◆ **WHAT THIS TASK INVOLVES**: Please print the data again exactly as given.

################

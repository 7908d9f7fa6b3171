//! Download delivery.
//!
//! A `DownloadSink` is the platform's "save this as a file" capability. The
//! exporters only build artifacts; sinks turn them into files.

pub mod directory;

pub use directory::DirectoryDownloader;

use crate::export::DownloadArtifact;
use crate::utils::error::DownloadError;
use std::path::PathBuf;

/// Result of a completed download
#[derive(Debug, Clone, PartialEq, Eq)]
pub struct Delivery {
    /// Where the artifact ended up
    pub path: PathBuf,
    /// Number of bytes written
    pub bytes: u64,
}

/// Triggers a download for a prepared artifact
///
/// Implementations must release every transient resource they acquire,
/// whether the download succeeds or not.
pub trait DownloadSink {
    fn trigger_download(&self, artifact: &DownloadArtifact) -> Result<Delivery, DownloadError>;
}

impl<T: DownloadSink + ?Sized> DownloadSink for &T {
    fn trigger_download(&self, artifact: &DownloadArtifact) -> Result<Delivery, DownloadError> {
        (**self).trigger_download(artifact)
    }
}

################

◆ **PROBLEM SOLUTION**:
repository 7908d9f7fa6b3171
//! Download delivery.
//!
//! A `DownloadSink` is the platform's "save this as a file" capability. The
//! exporters only build artifacts; sinks turn them into files.

pub mod directory;

pub use directory::DirectoryDownloader;

use crate::export::DownloadArtifact;
use crate::utils::error::DownloadError;
use std::path::PathBuf;

/// Result of a completed download
#[derive(Debug, Clone, PartialEq, Eq)]
pub struct Delivery {
    /// Where the artifact ended up
    pub path: PathBuf,
    /// Number of bytes written
    pub bytes: u64,
}

/// Triggers a download for a prepared artifact
///
/// Implementations must release every transient resource they acquire,
/// whether the download succeeds or not.
pub trait DownloadSink {
    fn trigger_download(&self, artifact: &DownloadArtifact) -> Result<Delivery, DownloadError>;
}

impl<T: DownloadSink + ?Sized> DownloadSink for &T {
    fn trigger_download(&self, artifact: &DownloadArtifact) -> Result<Delivery, DownloadError> {
        (**self).trigger_download(artifact)
    }
}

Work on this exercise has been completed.